##### TASK MATERIAL
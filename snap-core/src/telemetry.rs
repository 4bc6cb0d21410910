//! Optional tracing setup for binaries and tests that embed snapgram.
//!
//! Library code only emits spans and events through `tracing`; installing a
//! subscriber is left to the host. Enable the `tracing-basic` feature for a
//! ready-made `fmt` subscriber filtered by `RUST_LOG`.

#[cfg(feature = "tracing-basic")]
use tracing_subscriber::{fmt, EnvFilter};

/// Install a global `fmt` subscriber honoring `RUST_LOG`, defaulting to
/// `info`. Returns `false` if a global subscriber was already set.
#[cfg(feature = "tracing-basic")]
pub fn init_tracing() -> bool {
    let filter = EnvFilter::try_from_default_env().unwrap_or_else(|_| EnvFilter::new("info"));
    fmt()
        .with_env_filter(filter)
        .with_target(true)
        .try_init()
        .is_ok()
}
##########
WHAT YOU ARE ASKED TO DO:
All lines from the one that contains "repository 4bc6cb0d21410910" to the last line above must be given again exactly, with both included and nothing added.

ANSWER AREA:
repository 4bc6cb0d21410910
//! Optional tracing setup for binaries and tests that embed snapgram.
//!
//! Library code only emits spans and events through `tracing`; installing a
//! subscriber is left to the host. Enable the `tracing-basic` feature for a
//! ready-made `fmt` subscriber filtered by `RUST_LOG`.

#[cfg(feature = "tracing-basic")]
use tracing_subscriber::{fmt, EnvFilter};

/// Install a global `fmt` subscriber honoring `RUST_LOG`, defaulting to
/// `info`. Returns `false` if a global subscriber was already set.
#[cfg(feature = "tracing-basic")]
pub fn init_tracing() -> bool {
    let filter = EnvFilter::try_from_default_env().unwrap_or_else(|_| EnvFilter::new("info"));
    fmt()
        .with_env_filter(filter)
        .with_target(true)
        .try_init()
        .is_ok()
}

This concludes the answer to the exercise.